TASK DESCRIPTION >> Could you output all of the records below exactly as they appear?

RECORDS FOR THE TASK >>
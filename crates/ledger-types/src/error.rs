//! Error taxonomy shared by every ledger operation.

use thiserror::Error;

/// Ledger operation errors.
#[derive(Error, Debug, Clone, PartialEq, Eq)]
pub enum LedgerError {
    /// A value is malformed or out of range.
    #[error("invalid field {field}: {reason}")]
    InvalidField { field: String, reason: String },

    /// A required value was not provided.
    #[error("missing field: {0}")]
    MissingField(String),

    /// The signer may not perform the mutation.
    #[error("unauthorized: {0}")]
    Unauthorized(String),

    #[error("{0} already exists")]
    AlreadyExists(String),

    #[error("{0} not found")]
    NotFound(String),

    /// Store, registry or codec failure.
    #[error("internal error: {0}")]
    Internal(String),
}

impl LedgerError {
    pub fn invalid_field(field: impl Into<String>, reason: impl Into<String>) -> Self {
        Self::InvalidField {
            field: field.into(),
            reason: reason.into(),
        }
    }

    pub fn missing_field(field: impl Into<String>) -> Self {
        Self::MissingField(field.into())
    }

    pub fn unauthorized(reason: impl Into<String>) -> Self {
        Self::Unauthorized(reason.into())
    }

    pub fn already_exists(what: impl Into<String>) -> Self {
        Self::AlreadyExists(what.into())
    }

    pub fn not_found(what: impl Into<String>) -> Self {
        Self::NotFound(what.into())
    }

    pub fn internal(reason: impl Into<String>) -> Self {
        Self::Internal(reason.into())
    }

    /// Stable numeric code, used as the result code of a rejected transaction.
    pub fn code(&self) -> u32 {
        match self {
            Self::InvalidField { .. } => 2,
            Self::MissingField(_) => 3,
            Self::Unauthorized(_) => 4,
            Self::AlreadyExists(_) => 5,
            Self::NotFound(_) => 6,
            Self::Internal(_) => 1,
        }
    }

    /// Prefix the field path of an `InvalidField` error, e.g. `entries[2].sequence`.
    pub fn within(self, parent: &str) -> Self {
        match self {
            Self::InvalidField { field, reason } => Self::InvalidField {
                field: format!("{}.{}", parent, field),
                reason,
            },
            Self::MissingField(field) => Self::MissingField(format!("{}.{}", parent, field)),
            other => other,
        }
    }
}

impl From<serde_json::Error> for LedgerError {
    fn from(e: serde_json::Error) -> Self {
        Self::Internal(format!("serialization: {}", e))
    }
}

pub type LedgerResult<T> = std::result::Result<T, LedgerError>;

RESPONSE AREA >>
filename crates/ledger-types/src/error.rs
//! Error taxonomy shared by every ledger operation.

use thiserror::Error;

/// Ledger operation errors.
#[derive(Error, Debug, Clone, PartialEq, Eq)]
pub enum LedgerError {
    /// A value is malformed or out of range.
    #[error("invalid field {field}: {reason}")]
    InvalidField { field: String, reason: String },

    /// A required value was not provided.
    #[error("missing field: {0}")]
    MissingField(String),

    /// The signer may not perform the mutation.
    #[error("unauthorized: {0}")]
    Unauthorized(String),

    #[error("{0} already exists")]
    AlreadyExists(String),

    #[error("{0} not found")]
    NotFound(String),

    /// Store, registry or codec failure.
    #[error("internal error: {0}")]
    Internal(String),
}

impl LedgerError {
    pub fn invalid_field(field: impl Into<String>, reason: impl Into<String>) -> Self {
        Self::InvalidField {
            field: field.into(),
            reason: reason.into(),
        }
    }

    pub fn missing_field(field: impl Into<String>) -> Self {
        Self::MissingField(field.into())
    }

    pub fn unauthorized(reason: impl Into<String>) -> Self {
        Self::Unauthorized(reason.into())
    }

    pub fn already_exists(what: impl Into<String>) -> Self {
        Self::AlreadyExists(what.into())
    }

    pub fn not_found(what: impl Into<String>) -> Self {
        Self::NotFound(what.into())
    }

    pub fn internal(reason: impl Into<String>) -> Self {
        Self::Internal(reason.into())
    }

    /// Stable numeric code, used as the result code of a rejected transaction.
    pub fn code(&self) -> u32 {
        match self {
            Self::InvalidField { .. } => 2,
            Self::MissingField(_) => 3,
            Self::Unauthorized(_) => 4,
            Self::AlreadyExists(_) => 5,
            Self::NotFound(_) => 6,
            Self::Internal(_) => 1,
        }
    }

    /// Prefix the field path of an `InvalidField` error, e.g. `entries[2].sequence`.
    pub fn within(self, parent: &str) -> Self {
        match self {
            Self::InvalidField { field, reason } => Self::InvalidField {
                field: format!("{}.{}", parent, field),
                reason,
            },
            Self::MissingField(field) => Self::MissingField(format!("{}.{}", parent, field)),
            other => other,
        }
    }
}

impl From<serde_json::Error> for LedgerError {
    fn from(e: serde_json::Error) -> Self {
        Self::Internal(format!("serialization: {}", e))
    }
}

pub type LedgerResult<T> = std::result::Result<T, LedgerError>;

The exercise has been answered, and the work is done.